This is the mail archive of the
gcc@gcc.gnu.org
mailing list for the GCC project.
volatile access optimization (C++ / x86_64)
- From: Matt Godbolt <matt at godbolt dot org>
- To: GCC Development <gcc at gcc dot gnu dot org>
- Date: Fri, 26 Dec 2014 14:32:23 -0600
- Subject: volatile access optimization (C++ / x86_64)
- Authentication-results: sourceware.org; auth=none
Hi all,
I'm investigating ways to have single-threaded writers write to memory
areas which are then (very infrequently) read from another thread for
monitoring purposes. Things like "number of units of work done".
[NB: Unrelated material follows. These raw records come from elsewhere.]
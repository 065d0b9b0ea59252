//! Joint reprojection problem over intrinsics, distortion and view poses.
//!
//! Full parameter layout: `[fx, fy, cx, cy, k1, k2, p1, p2, k3]` followed by
//! `[rx, ry, rz, tx, ty, tz]` per view. Only the free subset is exposed to
//! the solver; fixed entries keep their value in the full vector.

use charuco_calib_core::{
    CameraIntrinsics, Distortion, PinholeCamera, ViewPose, INTRINSIC_PARAMS,
};
use levenberg_marquardt::LeastSquaresProblem;
use nalgebra::{storage::Owned, DMatrix, DVector, Dyn, Point2, Point3, Rotation3, Vector3};

pub(crate) const POSE_PARAMS: usize = 6;

/// Object/image pairs of one view.
#[derive(Clone, Debug)]
pub(crate) struct ViewData {
    pub object: Vec<Point3<f64>>,
    pub image: Vec<Point2<f64>>,
}

impl ViewData {
    pub fn len(&self) -> usize {
        self.image.len()
    }
}

pub(crate) fn pose_offset(view: usize) -> usize {
    INTRINSIC_PARAMS + POSE_PARAMS * view
}

pub(crate) fn camera_from_params(full: &[f64]) -> PinholeCamera {
    PinholeCamera::new(
        CameraIntrinsics::new(full[0], full[1], full[2], full[3]),
        Distortion {
            k1: full[4],
            k2: full[5],
            p1: full[6],
            p2: full[7],
            k3: full[8],
        },
    )
}

pub(crate) fn pose_from_params(full: &[f64], view: usize) -> ViewPose {
    let o = pose_offset(view);
    ViewPose::new(
        [full[o], full[o + 1], full[o + 2]],
        [full[o + 3], full[o + 4], full[o + 5]],
    )
}

/// Residuals `projected − observed` of one view, interleaved x/y.
fn view_residuals(full: &[f64], view: usize, data: &ViewData, out: &mut [f64]) {
    let cam = camera_from_params(full);
    let o = pose_offset(view);
    let r = Rotation3::new(Vector3::new(full[o], full[o + 1], full[o + 2]));
    let t = Vector3::new(full[o + 3], full[o + 4], full[o + 5]);
    for (i, (obj, img)) in data.object.iter().zip(&data.image).enumerate() {
        let pc = r * obj + t;
        // no cheirality test: trial steps may briefly push points behind the camera
        let n = Point2::new(pc.x / pc.z, pc.y / pc.z);
        let p = cam
            .intrinsics
            .normalized_to_pixel(cam.distortion.distort(n));
        out[2 * i] = p.x - img.x;
        out[2 * i + 1] = p.y - img.y;
    }
}

#[derive(Clone, Debug)]
pub(crate) struct ReprojectionProblem<'a> {
    views: &'a [ViewData],
    full: DVector<f64>,
    /// Full-vector index of every free parameter.
    free: Vec<usize>,
    /// Free column of every full-vector index.
    column: Vec<Option<usize>>,
    row_offsets: Vec<usize>,
    n_residuals: usize,
}

impl<'a> ReprojectionProblem<'a> {
    pub fn new(views: &'a [ViewData], full: DVector<f64>, fixed: &[usize]) -> Self {
        let free: Vec<usize> = (0..full.len()).filter(|i| !fixed.contains(i)).collect();
        let mut column = vec![None; full.len()];
        for (c, &i) in free.iter().enumerate() {
            column[i] = Some(c);
        }
        let mut row_offsets = Vec::with_capacity(views.len());
        let mut n_residuals = 0;
        for v in views {
            row_offsets.push(n_residuals);
            n_residuals += 2 * v.len();
        }
        Self {
            views,
            full,
            free,
            column,
            row_offsets,
            n_residuals,
        }
    }

    pub fn full(&self) -> &DVector<f64> {
        &self.full
    }

    pub fn free_indices(&self) -> &[usize] {
        &self.free
    }

    pub fn residual_count(&self) -> usize {
        self.n_residuals
    }

    /// Squared reprojection error summed per view.
    pub fn view_sse(&self) -> Vec<f64> {
        self.views
            .iter()
            .enumerate()
            .map(|(v, data)| {
                let mut r = vec![0.0; 2 * data.len()];
                view_residuals(self.full.as_slice(), v, data, &mut r);
                r.iter().map(|e| e * e).sum()
            })
            .collect()
    }

    fn all_residuals(&self) -> DVector<f64> {
        let mut r = DVector::zeros(self.n_residuals);
        for (v, data) in self.views.iter().enumerate() {
            let start = self.row_offsets[v];
            let rows = &mut r.as_mut_slice()[start..start + 2 * data.len()];
            view_residuals(self.full.as_slice(), v, data, rows);
        }
        r
    }

    /// Central-difference Jacobian. Each view only depends on the intrinsic
    /// block and its own pose block.
    pub fn numeric_jacobian(&self) -> DMatrix<f64> {
        let mut j = DMatrix::zeros(self.n_residuals, self.free.len());
        let mut x = self.full.as_slice().to_vec();
        for (v, data) in self.views.iter().enumerate() {
            let rows = 2 * data.len();
            let start = self.row_offsets[v];
            let mut plus = vec![0.0; rows];
            let mut minus = vec![0.0; rows];
            let params = (0..INTRINSIC_PARAMS).chain(pose_offset(v)..pose_offset(v) + POSE_PARAMS);
            for i in params {
                let Some(c) = self.column[i] else {
                    continue;
                };
                let x0 = x[i];
                let step = 1e-6 * x0.abs().max(1.0);
                x[i] = x0 + step;
                view_residuals(&x, v, data, &mut plus);
                x[i] = x0 - step;
                view_residuals(&x, v, data, &mut minus);
                x[i] = x0;
                for r in 0..rows {
                    j[(start + r, c)] = (plus[r] - minus[r]) / (2.0 * step);
                }
            }
        }
        j
    }
}

impl LeastSquaresProblem<f64, Dyn, Dyn> for ReprojectionProblem<'_> {
    type ResidualStorage = Owned<f64, Dyn>;
    type JacobianStorage = Owned<f64, Dyn, Dyn>;
    type ParameterStorage = Owned<f64, Dyn>;

    fn set_params(&mut self, x: &DVector<f64>) {
        for (c, &i) in self.free.iter().enumerate() {
            self.full[i] = x[c];
        }
    }

    fn params(&self) -> DVector<f64> {
        DVector::from_iterator(self.free.len(), self.free.iter().map(|&i| self.full[i]))
    }

    fn residuals(&self) -> Option<DVector<f64>> {
        let r = self.all_residuals();
        r.iter().all(|v| v.is_finite()).then_some(r)
    }

    fn jacobian(&self) -> Option<DMatrix<f64>> {
        let j = self.numeric_jacobian();
        j.iter().all(|v| v.is_finite()).then_some(j)
    }
}

#[cfg(test)]
mod tests {
    use super::*;
    use approx::assert_relative_eq;

    fn single_view() -> (Vec<ViewData>, DVector<f64>) {
        let mut full = vec![700.0, 710.0, 320.0, 240.0, -0.1, 0.02, 0.001, -0.002, 0.0];
        full.extend_from_slice(&[0.1, -0.2, 0.05, -40.0, -30.0, 400.0]);
        let full = DVector::from_vec(full);

        let object: Vec<Point3<f64>> = (0..12)
            .map(|i| Point3::new((i % 4) as f64 * 20.0, (i / 4) as f64 * 20.0, 0.0))
            .collect();
        let cam = camera_from_params(full.as_slice());
        let pose = pose_from_params(full.as_slice(), 0);
        let image = object
            .iter()
            .map(|p| cam.project(&pose.transform(p)).unwrap())
            .collect();
        (vec![ViewData { object, image }], full)
    }

    #[test]
    fn residuals_vanish_at_truth() {
        let (views, full) = single_view();
        let problem = ReprojectionProblem::new(&views, full, &[]);
        let r = problem.residuals().unwrap();
        assert_eq!(r.len(), 24);
        assert!(r.amax() < 1e-9);
    }

    #[test]
    fn fixed_parameters_are_hidden_from_the_solver() {
        let (views, full) = single_view();
        let mut problem = ReprojectionProblem::new(&views, full.clone(), &[2, 3, 8]);
        assert_eq!(problem.params().len(), full.len() - 3);
        assert_eq!(problem.jacobian().unwrap().ncols(), full.len() - 3);

        let mut x = problem.params();
        x[0] = 750.0;
        problem.set_params(&x);
        assert_eq!(problem.full()[0], 750.0);
        assert_eq!(problem.full()[2], 320.0);
    }

    #[test]
    fn jacobian_matches_analytic_focal_derivative() {
        let (views, full) = single_view();
        let problem = ReprojectionProblem::new(&views, full.clone(), &[]);
        let j = problem.jacobian().unwrap();
        // u = fx * xd + cx, so ∂u/∂fx = (u - cx) / fx
        let r = problem.residuals().unwrap();
        for i in 0..views[0].len() {
            let u = r[2 * i] + views[0].image[i].x;
            assert_relative_eq!(j[(2 * i, 0)], (u - full[2]) / full[0], epsilon = 1e-6);
            assert_relative_eq!(j[(2 * i, 2)], 1.0, epsilon = 1e-6);
            assert_relative_eq!(j[(2 * i + 1, 2)], 0.0, epsilon = 1e-6);
        }
    }
}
I initially modeled this with relaxed atomic operations. This
generates a "lock xadd" style instruction, as I can't convey that
there are no other writers.
As best I can tell, there's no memory order I can use to explain my
usage characteristics. Giving up on the atomics, I tried volatiles.
These are less than ideal as their power is less expressive, but in my
instance I am not trying to fight the ISA's reordering; just prevent
the compiler from eliding updates to my shared metrics.
GCC's code generation uses a "load; add; store" for volatiles, instead
of a single "add 1, [metric]".
http://goo.gl/dVzRSq has the example (which is also at the bottom of my email).
Is there a reason why (in principal) the volatile increment can't be
made into a single add? Clang and ICC both emit the same code for the
volatile and non-volatile case.
Thanks in advance for any thoughts on the matter,
Matt
--- example code ---
#include <atomic>
std::atomic<int> a(0);
void base_case() {
a++;
}
void relaxed() {
a.fetch_add(1, std::memory_order_relaxed);
}
void load_and_store_relaxed() {
a.store(a.load(std::memory_order_relaxed) + 1, std::memory_order_relaxed);
}
void cast_as_int_ptr() {
(*(int*)&a) ++;
}
void cast_as_volatile_int_ptr() {
(*(volatile int*)&a) ++;
}
---example output (gcc490)---
base_case():
lock addl $1, a(%rip)
ret
relaxed():
lock addl $1, a(%rip)
ret
load_and_store_relaxed():
movl a(%rip), %eax
addl $1, %eax
movl %eax, a(%rip)
ret
cast_as_int_ptr():
addl $1, a(%rip)
ret
cast_as_volatile_int_ptr():
movl a(%rip), %eax
addl $1, %eax
movl %eax, a(%rip)
ret